Warren:  The financial reforms that followed the Great Depression, such as Glass-Steagall and the creation of the S.E.C. and FDIC, were so successful that for over 50 years “there wasn’t a single serious financial crisis.”

TKB: Wrong. The economy has endured a series of financial crises more or less regularly since the end of the Depression, caused by overlending on everything from commercial real estate to energy production. Perhaps the most severe of these occurred in the 1980s, when the big banks thought it would be a good idea to lend as much money as they could to the governments of what were then called “less developed countries.” After Argentina defaulted on its debt, lenders then went through years of LDC loan restructurings that might have rendered several large banks insolvent. But bank regulators and accountants turned a blind eye to the loan problems and didn’t require that banks, many of which didn’t have enough capital to absorb the losses, to build adequate loss reserves.

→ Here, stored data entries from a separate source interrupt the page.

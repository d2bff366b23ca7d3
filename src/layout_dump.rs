use crate::ir::{Group, Spec};
use crate::layout::{ConflictCounts, Diagnostics, Layout, ResolutionOutcome};
use crate::render::fmt_num;
use serde::Serialize;
use std::fs::File;
use std::io::BufWriter;
use std::path::Path;

#[derive(Debug, Serialize)]
pub struct LayoutDump {
    pub max_x: f32,
    pub groups: Vec<GroupDump>,
    pub nodes: Vec<NodeDump>,
    pub arrows: Vec<ArrowDump>,
    pub conflicts: ConflictDump,
    pub diagnostics: Diagnostics,
}

#[derive(Debug, Serialize)]
pub struct GroupDump {
    pub name: String,
    pub layer: usize,
    pub x: f32,
    pub y: f32,
    pub width: f32,
    pub elements: Vec<String>,
    pub underline: bool,
    pub pinned: bool,
}

#[derive(Debug, Serialize)]
pub struct NodeDump {
    pub group: String,
    pub slot: usize,
    pub label: String,
    pub separator: bool,
    pub x: f32,
    pub y: f32,
}

#[derive(Debug, Serialize)]
pub struct ArrowDump {
    pub source: String,
    pub target: String,
    pub points: Vec<[f32; 2]>,
}

#[derive(Debug, Serialize)]
pub struct ConflictDump {
    pub initial: ConflictCounts,
    #[serde(rename = "final")]
    pub final_counts: ConflictCounts,
    pub iterations: usize,
    pub moves: usize,
    pub outcome: ResolutionOutcome,
}

impl LayoutDump {
    pub fn from_layout(layout: &Layout) -> Self {
        let groups = layout
            .groups
            .iter()
            .map(|group| GroupDump {
                name: group.name.clone(),
                layer: group.layer,
                x: group.x,
                y: group.y,
                width: group.width,
                elements: group.elements.iter().map(|e| e.label()).collect(),
                underline: group.underline,
                pinned: group.pinned,
            })
            .collect();

        let nodes = layout
            .nodes
            .iter()
            .map(|node| NodeDump {
                group: node.group.clone(),
                slot: node.slot,
                label: node.element.label(),
                separator: node.element.is_separator(),
                x: node.x,
                y: node.y,
            })
            .collect();

        let arrows = layout
            .arrows
            .iter()
            .map(|arrow| ArrowDump {
                source: arrow.source.clone(),
                target: arrow.target.clone(),
                points: vec![[arrow.from.0, arrow.from.1], [arrow.to.0, arrow.to.1]],
            })
            .collect();

        let report = &layout.resolution;
        LayoutDump {
            max_x: layout.max_x(),
            groups,
            nodes,
            arrows,
            conflicts: ConflictDump {
                initial: report.initial,
                final_counts: report.final_counts,
                iterations: report.iterations,
                moves: report.moves,
                outcome: report.outcome,
            },
            diagnostics: layout.diagnostics.clone(),
        }
    }
}

pub fn layout_dump_json(layout: &Layout) -> serde_json::Result<String> {
    serde_json::to_string_pretty(&LayoutDump::from_layout(layout))
}

pub fn write_layout_dump(path: &Path, layout: &Layout) -> anyhow::Result<()> {
    let file = File::create(path)?;
    let writer = BufWriter::new(file);
    let dump = LayoutDump::from_layout(layout);
    serde_json::to_writer_pretty(writer, &dump)?;
    Ok(())
}

/// Writes `spec` back out in the line format with every placed group
/// pinned at its computed position, so a layout can be frozen and hand
/// edited.
pub fn export_with_positions(spec: &Spec, layout: &Layout) -> String {
    let mut lines = vec!["# Groups".to_string()];
    for group in &spec.groups {
        let mut line = group_token(group);
        if group.underline {
            line.push_str(" underline");
        }
        if let Some(placed) = layout.group(&group.name) {
            line.push_str(&format!(" at ({}, {})", fmt_num(placed.x), fmt_num(placed.y)));
        }
        lines.push(line);
    }
    if !spec.links.is_empty() {
        lines.push(String::new());
        lines.push("# Links".to_string());
        for link in &spec.links {
            lines.push(format!(
                "{} -> {}",
                endpoint_token(spec, &link.source),
                endpoint_token(spec, &link.target)
            ));
        }
    }
    lines.push(String::new());
    lines.join("\n")
}

fn group_token(group: &Group) -> String {
    let bare = group.is_singleton() && group.elements[0].visible() == Some(group.name.as_str());
    if bare {
        group.name.clone()
    } else {
        let elements: Vec<String> = group.elements.iter().map(|e| e.label()).collect();
        format!("[{}]", elements.join(" "))
    }
}

/// Element labels are written as-is; a group name becomes the group's token.
fn endpoint_token(spec: &Spec, name: &str) -> String {
    let is_element = spec
        .groups
        .iter()
        .any(|group| group.slot_of(name).is_some());
    match spec.group(name) {
        Some(group) if !is_element => group_token(group),
        _ => name.to_string(),
    }
}

#[cfg(test)]
mod tests {
    use super::*;
    use crate::config::LayoutConfig;
    use crate::layout::compute_layout;
    use crate::parser::parse_text_spec;

    const INPUT: &str = "\
A
[P4 + P5] underline
C
[P4 + P5] -> A
A -> C
";

    #[test]
    fn exported_positions_reparse_to_the_same_layout() {
        let spec = parse_text_spec(INPUT).unwrap();
        let config = LayoutConfig::default();
        let layout = compute_layout(&spec, &config).unwrap();
        let exported = export_with_positions(&spec, &layout);
        assert!(exported.contains("[P4 + P5] underline at ("));
        assert!(exported.contains("[P4 + P5] -> A"));

        let reparsed = parse_text_spec(&exported).unwrap();
        assert_eq!(reparsed.links, spec.links);
        let relaid = compute_layout(&reparsed, &config).unwrap();
        for group in &layout.groups {
            let again = relaid.group(&group.name).unwrap();
            assert!((again.x - group.x).abs() < 1e-3);
            assert!((again.y - group.y).abs() < 1e-3);
            assert!(again.pinned);
        }
    }

    #[test]
    fn dump_serializes_counts_and_outcome() {
        let spec = parse_text_spec(INPUT).unwrap();
        let layout = compute_layout(&spec, &LayoutConfig::default()).unwrap();
        let json = layout_dump_json(&layout).unwrap();
        let value: serde_json::Value = serde_json::from_str(&json).unwrap();
        assert_eq!(value["groups"].as_array().unwrap().len(), 3);
        assert_eq!(value["nodes"].as_array().unwrap().len(), 5);
        assert!(value["conflicts"]["final"]["text_overlaps"].is_number());
        assert!(value["conflicts"]["outcome"].is_string());
    }

    #[test]
    fn dump_writes_to_file() {
        let spec = parse_text_spec("A\nB\nA -> B\n").unwrap();
        let layout = compute_layout(&spec, &LayoutConfig::default()).unwrap();
        let dir = tempfile::tempdir().unwrap();
        let path = dir.path().join("layout.json");
        write_layout_dump(&path, &layout).unwrap();
        let text = std::fs::read_to_string(&path).unwrap();
        assert!(text.contains("\"max_x\""));
    }
}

This pattern of restructuring and reserve avoidance (despite an active secondary market for the loans which valued them at 50 cents on the dollar) continued until the second quarter of 1987, when Citicorp became the first large bank to announce it was establishing a large reserve and would report a quarterly loss as a result.

All the other large banks followed except Bank of America, which added a smaller reserve on account of  its low capital. Following that reserve addition, BofA ended up with a common equity to asset ratio of just 2.1%!  That would be unthinkable today.

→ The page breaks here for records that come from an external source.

mod error;
mod geometry;
mod graph;
mod ordering;
mod ranking;
mod resolve;
mod rows;
mod state;
pub(crate) mod types;
pub use types::*;
use ordering::*;
use ranking::*;
use resolve::*;
use state::*;

pub use error::LayoutError;
pub use geometry::{
    Arrow, ArrowCrossing, ArrowThroughText, ConflictCounts, Conflicts, TextBox, TextOverlap,
    detect_conflicts, segment_crossing, segment_intersects_box,
};
pub use graph::DependencyGraph;
pub use ranking::Layering;
pub use resolve::{ResolutionOutcome, ResolutionReport};

use crate::config::LayoutConfig;
use crate::ir::Spec;
use log::{debug, info, warn};

/// Lays out a diagram: layering, per-layer ordering with row wrapping,
/// then conflict resolution. Fails on an invalid diagram or if any arrow
/// ends up pointing upward.
pub fn compute_layout(spec: &Spec, config: &LayoutConfig) -> Result<Layout, LayoutError> {
    spec.validate()?;

    let group_names: Vec<String> = spec.groups.iter().map(|g| g.name.clone()).collect();
    let graph = DependencyGraph::build(&group_names, &spec.element_groups(), &spec.links);
    let layering = assign_layers(&graph);
    let mut state = LayoutState::new(spec, config);

    for (idx, group) in spec.groups.iter().enumerate() {
        if let Some((x, y)) = group.override_position {
            state.place(
                idx,
                GroupPlacement {
                    layer: layering.layers[idx],
                    x,
                    y,
                    pinned: true,
                },
            );
        }
    }

    let mut base_y = 0.0f32;
    for (layer, bucket) in layering.buckets.iter().enumerate() {
        let free: Vec<usize> = bucket
            .iter()
            .copied()
            .filter(|group| *group < spec.groups.len() && !state.is_pinned(*group))
            .collect();
        if free.is_empty() {
            continue;
        }
        let order = ordering::order_layer(&state, &free, base_y);
        let targets: Vec<Option<f32>> = order.iter().map(|g| target_x(&state, *g)).collect();
        let plan = apply_plan(&mut state, &order, &targets, base_y, layer);
        debug!(
            "layer {layer}: {} groups on {} row(s) from y={base_y}",
            order.len(),
            plan.rows
        );
        base_y += plan.rows as f32;
    }

    let (conflicts, resolution) = resolve_conflicts(&mut state, &graph);
    let exempt_upward_links = check_downward(&state, &layering)?;

    let mut groups = Vec::with_capacity(spec.groups.len());
    let mut nodes = Vec::new();
    for (idx, group) in spec.groups.iter().enumerate() {
        let Some(placement) = state.placement(idx).copied() else {
            continue;
        };
        for (slot, element) in group.elements.iter().enumerate() {
            let Some((x, y)) = state.slot_position(idx, slot) else {
                continue;
            };
            nodes.push(NodeLayout {
                group: group.name.clone(),
                slot,
                element: element.clone(),
                x,
                y,
            });
        }
        groups.push(GroupLayout {
            name: group.name.clone(),
            layer: layering.layers[idx],
            x: placement.x,
            y: placement.y,
            width: group.width(config.within_group_spacing),
            elements: group.elements.clone(),
            underline: group.underline,
            pinned: placement.pinned,
        });
    }

    let residual = conflicts.counts();
    if residual.total() > 0 {
        warn!(
            "{} conflicts left: {} overlaps, {} crossings, {} arrows through text",
            residual.total(),
            residual.text_overlaps,
            residual.arrow_crossings,
            residual.arrow_through_text
        );
    }
    let diagnostics = Diagnostics {
        unresolved_groups: layering
            .unresolved
            .iter()
            .map(|idx| graph.groups[*idx].clone())
            .collect(),
        exempt_upward_links,
        residual,
    };
    info!(
        "layout done: {} groups, {} nodes, {} arrows",
        groups.len(),
        nodes.len(),
        spec.links.len()
    );

    Ok(Layout {
        groups,
        nodes,
        arrows: state.arrows(),
        conflicts,
        resolution,
        diagnostics,
    })
}

/// Every link must point strictly down. Links that stay inside one group
/// or touch a pinned or cyclic group are exempt and returned for reporting.
fn check_downward(
    state: &LayoutState<'_>,
    layering: &Layering,
) -> Result<Vec<LinkIssue>, LayoutError> {
    let mut fatal = Vec::new();
    let mut exempt = Vec::new();
    for link in state.links() {
        let (Some(from), Some(to)) = (
            state.anchor(link.source, false),
            state.anchor(link.target, false),
        ) else {
            continue;
        };
        if from.1 > to.1 {
            continue;
        }
        let raw = &state.spec().links[link.index];
        let issue = LinkIssue {
            source: raw.source.clone(),
            target: raw.target.clone(),
            source_y: from.1,
            target_y: to.1,
        };
        let (source_group, target_group) = (link.source.group(), link.target.group());
        let excused = source_group == target_group
            || [source_group, target_group]
                .iter()
                .any(|g| state.is_pinned(*g) || layering.is_unresolved(*g));
        if excused {
            warn!("link {} -> {} does not point down", issue.source, issue.target);
            exempt.push(issue);
        } else {
            fatal.push(issue);
        }
    }
    if fatal.is_empty() {
        Ok(exempt)
    } else {
        Err(LayoutError::NonDownwardArrows { arrows: fatal })
    }
}

#[cfg(test)]
mod tests {
    use super::*;
    use crate::ir::{Element, Group};

    fn chain() -> Spec {
        let mut spec = Spec::new();
        for name in ["A", "B", "C"] {
            spec.add_group(Group::singleton(name));
        }
        spec.add_link("A", "B");
        spec.add_link("B", "C");
        spec
    }

    #[test]
    fn chain_points_down_without_conflicts() {
        let layout = compute_layout(&chain(), &LayoutConfig::default()).unwrap();
        let coords = layout.coordinates();
        assert!(coords["A"].1 > coords["B"].1);
        assert!(coords["B"].1 > coords["C"].1);
        assert_eq!(layout.resolution.initial.total(), 0);
        assert_eq!(layout.resolution.outcome, ResolutionOutcome::Clean);
        assert_eq!(layout.arrows.len(), 2);
    }

    #[test]
    fn invalid_spec_is_rejected_before_layout() {
        let mut spec = chain();
        spec.add_group(Group::new("dup", vec![Element::parse("A")]));
        assert!(matches!(
            compute_layout(&spec, &LayoutConfig::default()),
            Err(LayoutError::InvalidSpec(_))
        ));
    }

    #[test]
    fn cyclic_groups_are_reported_not_fatal() {
        let mut spec = Spec::new();
        spec.add_group(Group::singleton("A"));
        spec.add_group(Group::singleton("B"));
        spec.add_group(Group::singleton("C"));
        spec.add_link("A", "B");
        spec.add_link("B", "A");
        let layout = compute_layout(&spec, &LayoutConfig::default()).unwrap();
        assert_eq!(
            layout.diagnostics.unresolved_groups,
            vec!["A".to_string(), "B".to_string()]
        );
        assert_eq!(layout.diagnostics.exempt_upward_links.len(), 2);
        assert!(layout.diagnostics.has_warnings());
    }

    #[test]
    fn groups_above_a_cycle_stay_above_it() {
        let mut spec = Spec::new();
        for name in ["A", "B", "C", "D"] {
            spec.add_group(Group::singleton(name));
        }
        spec.add_link("A", "B");
        spec.add_link("B", "A");
        spec.add_link("C", "A");
        spec.add_link("D", "C");
        let layout = compute_layout(&spec, &LayoutConfig::default()).unwrap();
        let coords = layout.coordinates();
        assert!(coords["D"].1 > coords["C"].1);
        assert!(coords["C"].1 > coords["A"].1);
        assert_eq!(layout.group("C").unwrap().layer, 1);
        assert_eq!(layout.group("D").unwrap().layer, 2);
        assert_eq!(
            layout.diagnostics.unresolved_groups,
            vec!["A".to_string(), "B".to_string()]
        );
        let exempt: Vec<(&str, &str)> = layout
            .diagnostics
            .exempt_upward_links
            .iter()
            .map(|issue| (issue.source.as_str(), issue.target.as_str()))
            .collect();
        assert!(!exempt.contains(&("D", "C")));
        assert!(!exempt.contains(&("C", "A")));
    }

    #[test]
    fn pinned_group_keeps_its_position() {
        let mut spec = chain();
        spec.groups[0] = Group::singleton("A").pinned_at(7.0, 5.0);
        let layout = compute_layout(&spec, &LayoutConfig::default()).unwrap();
        let a = layout.group("A").unwrap();
        assert_eq!((a.x, a.y), (7.0, 5.0));
        assert!(a.pinned);
    }

    #[test]
    fn upward_arrow_is_fatal() {
        let spec = chain();
        let config = LayoutConfig::default();
        let mut state = LayoutState::new(&spec, &config);
        for (idx, y) in [(0, 0.0), (1, 1.0), (2, 0.0)] {
            state.place(
                idx,
                GroupPlacement {
                    layer: 0,
                    x: idx as f32 * 3.0,
                    y,
                    pinned: false,
                },
            );
        }
        let layering = Layering {
            layers: vec![0, 0, 0],
            buckets: vec![vec![0, 1, 2]],
            unresolved: Vec::new(),
        };
        match check_downward(&state, &layering) {
            Err(LayoutError::NonDownwardArrows { arrows }) => {
                assert_eq!(arrows.len(), 1);
                assert_eq!(arrows[0].source, "A");
            }
            other => panic!("expected failure, got {other:?}"),
        }
    }
}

Banks’ LDC loan exposure was a true financial crisis, but it didn’t translate into a total meltdown because the U.S. economy was growing strongly, a bull market in both the stock and bond markets had begun, and investors’ and regulators’ views on capital adequacy was decidedly different from today. Even so, LDC debt problems lingered for years and weren’t resolved for good until the issuance of Brady bonds in 1989. So, yes, serious financial crises happened before the subprime mess.

Warren:  Regarding the financial meltdown of 2008, “the moral of this story is simply, without basic government regulation, financial markets don’t work.”

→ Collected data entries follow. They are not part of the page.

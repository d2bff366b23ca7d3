use crate::theme::Theme;
use serde::{Deserialize, Serialize};
use std::path::Path;

#[derive(Debug, Clone, Serialize, Deserialize)]
pub struct ResolveConfig {
    pub max_iterations: usize,
    pub overlap_shift: f32,
    pub crossing_shift: f32,
    pub obstruction_shift: f32,
    /// Shift applied to an obstructing group that has inbound links.
    pub obstruction_shift_inbound: f32,
    pub stagger: f32,
    /// Abort when conflicts grow past this multiple of the previous pass.
    pub escalation_ratio: f32,
}

impl Default for ResolveConfig {
    fn default() -> Self {
        Self {
            max_iterations: 10,
            overlap_shift: 1.0,
            crossing_shift: 1.5,
            obstruction_shift: 1.0,
            obstruction_shift_inbound: 1.5,
            stagger: 0.3,
            escalation_ratio: 1.5,
        }
    }
}

#[derive(Debug, Clone, Serialize, Deserialize)]
pub struct LayoutConfig {
    pub within_group_spacing: f32,
    pub between_group_spacing: f32,
    pub max_x_position: f32,
    /// Layers with at most this many groups get an exhaustive order search.
    pub exhaustive_order_limit: usize,
    pub char_width: f32,
    pub min_text_width: f32,
    pub text_height: f32,
    pub text_gap: f32,
    pub coincident_tolerance: f32,
    pub underline_anchor_drop: f32,
    pub resolve: ResolveConfig,
}

impl Default for LayoutConfig {
    fn default() -> Self {
        Self {
            within_group_spacing: 2.5,
            between_group_spacing: 2.6,
            max_x_position: 20.0,
            exhaustive_order_limit: 8,
            char_width: 0.16,
            min_text_width: 0.64,
            text_height: 0.3,
            text_gap: 0.1,
            coincident_tolerance: 0.1,
            underline_anchor_drop: 0.3,
            resolve: ResolveConfig::default(),
        }
    }
}

impl LayoutConfig {
    pub fn text_width(&self, label: &str) -> f32 {
        (label.chars().count() as f32 * self.char_width).max(self.min_text_width)
    }
}

#[derive(Debug, Clone, Serialize, Deserialize)]
pub struct RenderConfig {
    pub target_width_cm: f32,
    pub x_spacing_min: f32,
    pub x_spacing_max: f32,
    pub x_spacing_default: f32,
    pub font_size_small: u32,
    pub font_size_medium: u32,
    pub font_size_large: u32,
    /// Below this x scale the small font is used.
    pub small_font_threshold: f32,
    /// Below this x scale (and above the small threshold) the medium font is used.
    pub medium_font_threshold: f32,
    pub margin_cm: f32,
    pub compile_timeout_secs: u64,
}

impl Default for RenderConfig {
    fn default() -> Self {
        Self {
            target_width_cm: 12.0,
            x_spacing_min: 0.5,
            x_spacing_max: 1.5,
            x_spacing_default: 1.0,
            font_size_small: 10,
            font_size_medium: 12,
            font_size_large: 14,
            small_font_threshold: 0.8,
            medium_font_threshold: 1.0,
            margin_cm: 0.25,
            compile_timeout_secs: 30,
        }
    }
}

#[derive(Debug, Clone, Default)]
pub struct Config {
    pub theme: Theme,
    pub layout: LayoutConfig,
    pub render: RenderConfig,
}

#[derive(Debug, Deserialize)]
#[serde(rename_all = "camelCase")]
struct ResolveConfigFile {
    max_iterations: Option<usize>,
    overlap_shift: Option<f32>,
    crossing_shift: Option<f32>,
    obstruction_shift: Option<f32>,
    obstruction_shift_inbound: Option<f32>,
    stagger: Option<f32>,
    escalation_ratio: Option<f32>,
}

#[derive(Debug, Deserialize)]
#[serde(rename_all = "camelCase")]
struct LayoutConfigFile {
    within_group_spacing: Option<f32>,
    between_group_spacing: Option<f32>,
    max_x_position: Option<f32>,
    exhaustive_order_limit: Option<usize>,
    char_width: Option<f32>,
    min_text_width: Option<f32>,
    text_height: Option<f32>,
    text_gap: Option<f32>,
    coincident_tolerance: Option<f32>,
    underline_anchor_drop: Option<f32>,
    resolve: Option<ResolveConfigFile>,
}

#[derive(Debug, Deserialize)]
#[serde(rename_all = "camelCase")]
struct RenderConfigFile {
    target_width_cm: Option<f32>,
    x_spacing_min: Option<f32>,
    x_spacing_max: Option<f32>,
    x_spacing_default: Option<f32>,
    font_size_small: Option<u32>,
    font_size_medium: Option<u32>,
    font_size_large: Option<u32>,
    small_font_threshold: Option<f32>,
    medium_font_threshold: Option<f32>,
    margin_cm: Option<f32>,
    compile_timeout_secs: Option<u64>,
}

#[derive(Debug, Deserialize)]
#[serde(rename_all = "camelCase")]
struct ThemeFile {
    arrow_color: Option<String>,
    underline_color: Option<String>,
    line_width_pt: Option<f32>,
}

#[derive(Debug, Deserialize)]
#[serde(rename_all = "camelCase")]
struct ConfigFile {
    theme: Option<String>,
    theme_variables: Option<ThemeFile>,
    layout: Option<LayoutConfigFile>,
    render: Option<RenderConfigFile>,
}

pub fn load_config(path: Option<&Path>) -> anyhow::Result<Config> {
    let mut config = Config::default();
    let Some(path) = path else {
        return Ok(config);
    };

    let contents = std::fs::read_to_string(path)?;
    let parsed: ConfigFile = serde_json::from_str(&contents)?;

    if let Some(theme_name) = parsed.theme.as_deref() {
        if theme_name == "mono" || theme_name == "monochrome" {
            config.theme = Theme::monochrome();
        } else if theme_name == "default" || theme_name == "blue" {
            config.theme = Theme::default();
        }
    }

    if let Some(vars) = parsed.theme_variables {
        if let Some(v) = vars.arrow_color {
            config.theme.arrow_color = v;
        }
        if let Some(v) = vars.underline_color {
            config.theme.underline_color = v;
        }
        if let Some(v) = vars.line_width_pt {
            config.theme.line_width_pt = v;
        }
    }

    if let Some(layout) = parsed.layout {
        if let Some(v) = layout.within_group_spacing {
            config.layout.within_group_spacing = v;
        }
        if let Some(v) = layout.between_group_spacing {
            config.layout.between_group_spacing = v;
        }
        if let Some(v) = layout.max_x_position {
            config.layout.max_x_position = v;
        }
        if let Some(v) = layout.exhaustive_order_limit {
            config.layout.exhaustive_order_limit = v;
        }
        if let Some(v) = layout.char_width {
            config.layout.char_width = v;
        }
        if let Some(v) = layout.min_text_width {
            config.layout.min_text_width = v;
        }
        if let Some(v) = layout.text_height {
            config.layout.text_height = v;
        }
        if let Some(v) = layout.text_gap {
            config.layout.text_gap = v;
        }
        if let Some(v) = layout.coincident_tolerance {
            config.layout.coincident_tolerance = v;
        }
        if let Some(v) = layout.underline_anchor_drop {
            config.layout.underline_anchor_drop = v;
        }
        if let Some(resolve) = layout.resolve {
            let target = &mut config.layout.resolve;
            if let Some(v) = resolve.max_iterations {
                target.max_iterations = v;
            }
            if let Some(v) = resolve.overlap_shift {
                target.overlap_shift = v;
            }
            if let Some(v) = resolve.crossing_shift {
                target.crossing_shift = v;
            }
            if let Some(v) = resolve.obstruction_shift {
                target.obstruction_shift = v;
            }
            if let Some(v) = resolve.obstruction_shift_inbound {
                target.obstruction_shift_inbound = v;
            }
            if let Some(v) = resolve.stagger {
                target.stagger = v;
            }
            if let Some(v) = resolve.escalation_ratio {
                target.escalation_ratio = v;
            }
        }
    }

    if let Some(render) = parsed.render {
        if let Some(v) = render.target_width_cm {
            config.render.target_width_cm = v;
        }
        if let Some(v) = render.x_spacing_min {
            config.render.x_spacing_min = v;
        }
        if let Some(v) = render.x_spacing_max {
            config.render.x_spacing_max = v;
        }
        if let Some(v) = render.x_spacing_default {
            config.render.x_spacing_default = v;
        }
        if let Some(v) = render.font_size_small {
            config.render.font_size_small = v;
        }
        if let Some(v) = render.font_size_medium {
            config.render.font_size_medium = v;
        }
        if let Some(v) = render.font_size_large {
            config.render.font_size_large = v;
        }
        if let Some(v) = render.small_font_threshold {
            config.render.small_font_threshold = v;
        }
        if let Some(v) = render.medium_font_threshold {
            config.render.medium_font_threshold = v;
        }
        if let Some(v) = render.margin_cm {
            config.render.margin_cm = v;
        }
        if let Some(v) = render.compile_timeout_secs {
            config.render.compile_timeout_secs = v;
        }
    }

    Ok(config)
}

#[cfg(test)]
mod tests {
    use super::*;
    use std::io::Write;

    #[test]
    fn missing_path_yields_defaults() {
        let config = load_config(None).unwrap();
        assert_eq!(config.layout.within_group_spacing, 2.5);
        assert_eq!(config.layout.between_group_spacing, 2.6);
        assert_eq!(config.layout.exhaustive_order_limit, 8);
        assert_eq!(config.layout.resolve.max_iterations, 10);
        assert_eq!(config.render.font_size_medium, 12);
    }

    #[test]
    fn file_overrides_selected_fields() {
        let mut file = tempfile::NamedTempFile::new().unwrap();
        write!(
            file,
            r#"{{
                "theme": "mono",
                "themeVariables": {{ "arrowColor": "red" }},
                "layout": {{ "maxXPosition": 30, "resolve": {{ "maxIterations": 3 }} }},
                "render": {{ "targetWidthCm": 16 }}
            }}"#
        )
        .unwrap();
        let config = load_config(Some(file.path())).unwrap();
        assert_eq!(config.theme.arrow_color, "red");
        assert_eq!(config.theme.underline_color, "black");
        assert_eq!(config.layout.max_x_position, 30.0);
        assert_eq!(config.layout.resolve.max_iterations, 3);
        assert_eq!(config.layout.resolve.crossing_shift, 1.5);
        assert_eq!(config.render.target_width_cm, 16.0);
        assert_eq!(config.layout.within_group_spacing, 2.5);
    }

    #[test]
    fn text_width_has_a_floor() {
        let config = LayoutConfig::default();
        assert_eq!(config.text_width("A"), config.min_text_width);
        assert!(config.text_width("a much longer label") > config.min_text_width);
    }
}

TKB: Hang on. A moment ago, Warren was singing the praises of the post-Depression banking reforms the government put in place. Now she seems to be denying they exist. In any event, if Warren believes “basic government regulations” weren’t in place in the runup to the housing bust and resulting recession, she’s hallucinating. In the 30-plus years since the LDC loan crisis, bank regulation has become steadily more rigorous as a slew of new rules, notably the Basel capital standards, were adopted.

Warren:  “Rules are not the enemy of markets.  Rules are a necessary ingredient for healthy markets.”

TKB:  Warren knows perfectly well (I hope) that the meltdown wasn’t caused by a lack of rules governing big banks. One can debate what the rules should have been or how they were enforced, but the quantity of rules on the big banks was not an issue.

Warren:  “[Republicans] are trying to hamstring the CFPB by slashing its funding, reducing its jurisdictions, and restricting its enforcement authority – steps that would undermine the market by taking financial cops off the beat.”

TKB: This is a typical hysterical, Warren-style straw man. The Republicans, sensibly, simply want to reform the CFPB to make it more like other regulators. In particular, the agency should be governed by a multi-person commission rather than a single unfireable individual and be funded via Congressional appropriation rather than having access to an automatic money spigot at the Fed. But come on, Senator. That would “take financial cops off the beat?” Reform is not the same thing as repeal.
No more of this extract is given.